- _What you need to do_
Write each of the records out again exactly.

- _Stored records_
========================================================================

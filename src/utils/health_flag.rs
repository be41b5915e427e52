use crossbeam::utils::CachePadded;
use std::fmt;
use std::sync::Arc;
use std::sync::atomic::{AtomicBool, Ordering};

/// Cheaply clonable liveness flag for a worker thread.
///
/// Raised by the owner before the thread is spawned, lowered by the thread
/// itself as its last action.
#[derive(Clone)]
#[repr(transparent)]
pub struct HealthFlag(Arc<CachePadded<AtomicBool>>);

impl HealthFlag {
    #[inline]
    pub fn new(initial: bool) -> Self {
        Self(Arc::new(CachePadded::new(AtomicBool::new(initial))))
    }

    #[inline(always)]
    pub fn get(&self) -> bool {
        self.0.load(Ordering::Acquire)
    }

    #[inline(always)]
    pub fn up(&self) {
        self.0.store(true, Ordering::Release)
    }

    #[inline(always)]
    pub fn down(&self) {
        self.0.store(false, Ordering::Release)
    }
}

impl fmt::Debug for HealthFlag {
    fn fmt(&self, f: &mut fmt::Formatter<'_>) -> fmt::Result {
        f.debug_struct("HealthFlag")
            .field("value", &self.get())
            .finish()
    }
}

========================================================================

- _Response for this exercise_
filename src/utils/health_flag.rs
repository be41b5915e427e52
use crossbeam::utils::CachePadded;
use std::fmt;
use std::sync::Arc;
use std::sync::atomic::{AtomicBool, Ordering};

/// Cheaply clonable liveness flag for a worker thread.
///
/// Raised by the owner before the thread is spawned, lowered by the thread
/// itself as its last action.
#[derive(Clone)]
#[repr(transparent)]
pub struct HealthFlag(Arc<CachePadded<AtomicBool>>);

impl HealthFlag {
    #[inline]
    pub fn new(initial: bool) -> Self {
        Self(Arc::new(CachePadded::new(AtomicBool::new(initial))))
    }

    #[inline(always)]
    pub fn get(&self) -> bool {
        self.0.load(Ordering::Acquire)
    }

    #[inline(always)]
    pub fn up(&self) {
        self.0.store(true, Ordering::Release)
    }

    #[inline(always)]
    pub fn down(&self) {
        self.0.store(false, Ordering::Release)
    }
}

impl fmt::Debug for HealthFlag {
    fn fmt(&self, f: &mut fmt::Formatter<'_>) -> fmt::Result {
        f.debug_struct("HealthFlag")
            .field("value", &self.get())
            .finish()
    }
}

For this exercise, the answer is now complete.